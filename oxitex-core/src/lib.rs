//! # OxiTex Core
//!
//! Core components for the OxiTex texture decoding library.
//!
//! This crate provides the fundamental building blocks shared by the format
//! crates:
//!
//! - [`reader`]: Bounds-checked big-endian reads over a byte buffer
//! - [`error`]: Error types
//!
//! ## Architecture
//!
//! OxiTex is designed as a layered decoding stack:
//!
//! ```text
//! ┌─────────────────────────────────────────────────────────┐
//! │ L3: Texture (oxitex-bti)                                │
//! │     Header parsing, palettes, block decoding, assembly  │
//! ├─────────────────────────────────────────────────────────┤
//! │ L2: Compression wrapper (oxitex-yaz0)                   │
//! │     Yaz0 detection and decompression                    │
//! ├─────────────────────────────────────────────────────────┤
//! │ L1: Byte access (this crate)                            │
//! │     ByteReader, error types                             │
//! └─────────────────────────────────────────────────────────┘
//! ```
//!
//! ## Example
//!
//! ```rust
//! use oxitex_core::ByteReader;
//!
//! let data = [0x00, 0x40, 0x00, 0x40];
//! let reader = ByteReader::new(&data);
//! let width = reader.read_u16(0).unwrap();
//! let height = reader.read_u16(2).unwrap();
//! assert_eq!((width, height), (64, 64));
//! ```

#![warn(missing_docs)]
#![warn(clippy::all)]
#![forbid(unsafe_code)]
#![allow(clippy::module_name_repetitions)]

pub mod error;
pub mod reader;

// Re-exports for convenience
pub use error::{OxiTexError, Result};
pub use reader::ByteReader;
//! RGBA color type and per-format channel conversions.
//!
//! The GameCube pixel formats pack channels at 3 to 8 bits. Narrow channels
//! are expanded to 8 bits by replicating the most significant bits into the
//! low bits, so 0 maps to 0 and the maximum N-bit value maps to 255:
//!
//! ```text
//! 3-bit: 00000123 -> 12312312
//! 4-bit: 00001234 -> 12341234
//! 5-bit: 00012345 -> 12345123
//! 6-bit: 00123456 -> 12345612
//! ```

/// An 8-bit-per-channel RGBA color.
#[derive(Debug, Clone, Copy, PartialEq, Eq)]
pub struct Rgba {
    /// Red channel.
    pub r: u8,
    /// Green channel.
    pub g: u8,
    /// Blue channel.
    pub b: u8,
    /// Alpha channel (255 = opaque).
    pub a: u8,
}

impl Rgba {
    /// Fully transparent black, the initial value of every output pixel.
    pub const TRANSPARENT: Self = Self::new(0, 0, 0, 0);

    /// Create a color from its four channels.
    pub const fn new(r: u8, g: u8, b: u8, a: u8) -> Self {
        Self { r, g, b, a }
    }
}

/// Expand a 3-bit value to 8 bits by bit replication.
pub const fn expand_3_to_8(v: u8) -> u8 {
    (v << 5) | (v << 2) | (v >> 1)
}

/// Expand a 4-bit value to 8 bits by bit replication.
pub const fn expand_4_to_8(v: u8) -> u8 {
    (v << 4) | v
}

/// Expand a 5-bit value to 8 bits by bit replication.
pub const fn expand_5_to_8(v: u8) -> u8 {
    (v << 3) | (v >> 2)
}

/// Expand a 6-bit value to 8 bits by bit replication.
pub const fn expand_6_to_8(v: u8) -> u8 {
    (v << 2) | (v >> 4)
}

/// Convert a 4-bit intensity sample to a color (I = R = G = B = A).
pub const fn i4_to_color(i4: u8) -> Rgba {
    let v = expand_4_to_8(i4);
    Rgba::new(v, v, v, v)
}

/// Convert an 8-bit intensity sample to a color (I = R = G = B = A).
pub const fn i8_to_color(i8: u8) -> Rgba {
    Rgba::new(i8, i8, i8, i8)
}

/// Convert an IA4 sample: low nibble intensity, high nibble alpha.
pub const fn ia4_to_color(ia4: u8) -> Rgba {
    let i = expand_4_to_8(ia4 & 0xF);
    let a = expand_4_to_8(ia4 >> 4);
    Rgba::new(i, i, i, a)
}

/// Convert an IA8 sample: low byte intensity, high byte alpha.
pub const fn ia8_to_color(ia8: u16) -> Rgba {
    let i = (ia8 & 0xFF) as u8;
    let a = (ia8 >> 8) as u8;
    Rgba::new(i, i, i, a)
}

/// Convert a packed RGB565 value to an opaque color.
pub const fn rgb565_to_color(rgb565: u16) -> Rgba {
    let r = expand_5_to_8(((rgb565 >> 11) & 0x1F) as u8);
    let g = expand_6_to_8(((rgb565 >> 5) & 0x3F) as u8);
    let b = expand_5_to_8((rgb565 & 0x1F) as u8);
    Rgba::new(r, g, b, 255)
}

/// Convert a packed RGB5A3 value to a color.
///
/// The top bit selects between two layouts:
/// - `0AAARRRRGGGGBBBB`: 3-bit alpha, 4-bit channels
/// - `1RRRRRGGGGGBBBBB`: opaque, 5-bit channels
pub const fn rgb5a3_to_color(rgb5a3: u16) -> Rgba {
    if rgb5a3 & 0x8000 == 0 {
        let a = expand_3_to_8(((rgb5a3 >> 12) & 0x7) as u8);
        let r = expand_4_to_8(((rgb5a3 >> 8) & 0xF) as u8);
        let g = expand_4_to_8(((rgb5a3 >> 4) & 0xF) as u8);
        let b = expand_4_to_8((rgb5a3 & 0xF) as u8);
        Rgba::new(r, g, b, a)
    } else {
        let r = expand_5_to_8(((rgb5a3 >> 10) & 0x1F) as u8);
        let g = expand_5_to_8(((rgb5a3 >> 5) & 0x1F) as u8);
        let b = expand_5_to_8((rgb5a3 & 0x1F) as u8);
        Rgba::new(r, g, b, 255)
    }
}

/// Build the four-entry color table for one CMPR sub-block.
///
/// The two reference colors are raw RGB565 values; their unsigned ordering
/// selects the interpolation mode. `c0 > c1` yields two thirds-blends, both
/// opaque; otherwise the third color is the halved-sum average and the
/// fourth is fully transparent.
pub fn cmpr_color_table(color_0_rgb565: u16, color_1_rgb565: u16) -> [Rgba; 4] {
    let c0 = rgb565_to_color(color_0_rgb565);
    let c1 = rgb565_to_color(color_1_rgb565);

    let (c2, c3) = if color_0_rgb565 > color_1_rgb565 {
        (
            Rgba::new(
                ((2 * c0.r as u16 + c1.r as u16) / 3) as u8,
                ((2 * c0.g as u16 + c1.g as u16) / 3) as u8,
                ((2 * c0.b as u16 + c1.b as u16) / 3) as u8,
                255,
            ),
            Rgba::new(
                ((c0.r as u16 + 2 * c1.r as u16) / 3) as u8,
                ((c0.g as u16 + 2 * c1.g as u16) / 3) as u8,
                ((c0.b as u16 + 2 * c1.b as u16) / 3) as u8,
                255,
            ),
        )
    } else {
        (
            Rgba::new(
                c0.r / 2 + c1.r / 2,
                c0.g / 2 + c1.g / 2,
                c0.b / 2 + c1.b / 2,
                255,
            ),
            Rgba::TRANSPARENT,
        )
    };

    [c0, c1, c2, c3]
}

# # #

Required work:
Using the entries above, output exactly the lines between the line holding "let b = expand_5_to_8((rgb5a3" and the line holding "is fully transparent.", end lines included, and nothing more.

Solved problem:
        let b = expand_5_to_8((rgb5a3 & 0x1F) as u8);
        Rgba::new(r, g, b, 255)
    }
}

/// Build the four-entry color table for one CMPR sub-block.
///
/// The two reference colors are raw RGB565 values; their unsigned ordering
/// selects the interpolation mode. `c0 > c1` yields two thirds-blends, both
/// opaque; otherwise the third color is the halved-sum average and the
/// fourth is fully transparent.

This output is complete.